Restate word for word the line containing "pub type SplitResult<T>" and all remaining lines of the entries below.

§ **Exercise materials**
* * * * *

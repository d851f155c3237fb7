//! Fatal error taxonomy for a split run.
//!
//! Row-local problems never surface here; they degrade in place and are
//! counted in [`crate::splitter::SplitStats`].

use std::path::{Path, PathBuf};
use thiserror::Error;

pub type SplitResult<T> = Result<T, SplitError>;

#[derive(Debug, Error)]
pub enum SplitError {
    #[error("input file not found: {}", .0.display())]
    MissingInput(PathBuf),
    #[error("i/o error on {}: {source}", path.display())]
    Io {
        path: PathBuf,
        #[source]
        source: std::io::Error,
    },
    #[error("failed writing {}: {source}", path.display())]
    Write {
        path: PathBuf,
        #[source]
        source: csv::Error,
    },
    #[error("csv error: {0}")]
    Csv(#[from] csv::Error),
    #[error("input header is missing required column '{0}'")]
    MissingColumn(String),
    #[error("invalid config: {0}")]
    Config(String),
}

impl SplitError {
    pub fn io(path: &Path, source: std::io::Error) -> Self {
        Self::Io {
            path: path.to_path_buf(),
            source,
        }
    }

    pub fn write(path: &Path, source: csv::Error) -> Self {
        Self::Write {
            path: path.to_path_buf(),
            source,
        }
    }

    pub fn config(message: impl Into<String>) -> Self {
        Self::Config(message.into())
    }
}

* * * * *

§ **Written answer**
pub type SplitResult<T> = Result<T, SplitError>;

#[derive(Debug, Error)]
pub enum SplitError {
    #[error("input file not found: {}", .0.display())]
    MissingInput(PathBuf),
    #[error("i/o error on {}: {source}", path.display())]
    Io {
        path: PathBuf,
        #[source]
        source: std::io::Error,
    },
    #[error("failed writing {}: {source}", path.display())]
    Write {
        path: PathBuf,
        #[source]
        source: csv::Error,
    },
    #[error("csv error: {0}")]
    Csv(#[from] csv::Error),
    #[error("input header is missing required column '{0}'")]
    MissingColumn(String),
    #[error("invalid config: {0}")]
    Config(String),
}

impl SplitError {
    pub fn io(path: &Path, source: std::io::Error) -> Self {
        Self::Io {
            path: path.to_path_buf(),
            source,
        }
    }

    pub fn write(path: &Path, source: csv::Error) -> Self {
        Self::Write {
            path: path.to_path_buf(),
            source,
        }
    }

    pub fn config(message: impl Into<String>) -> Self {
        Self::Config(message.into())
    }
}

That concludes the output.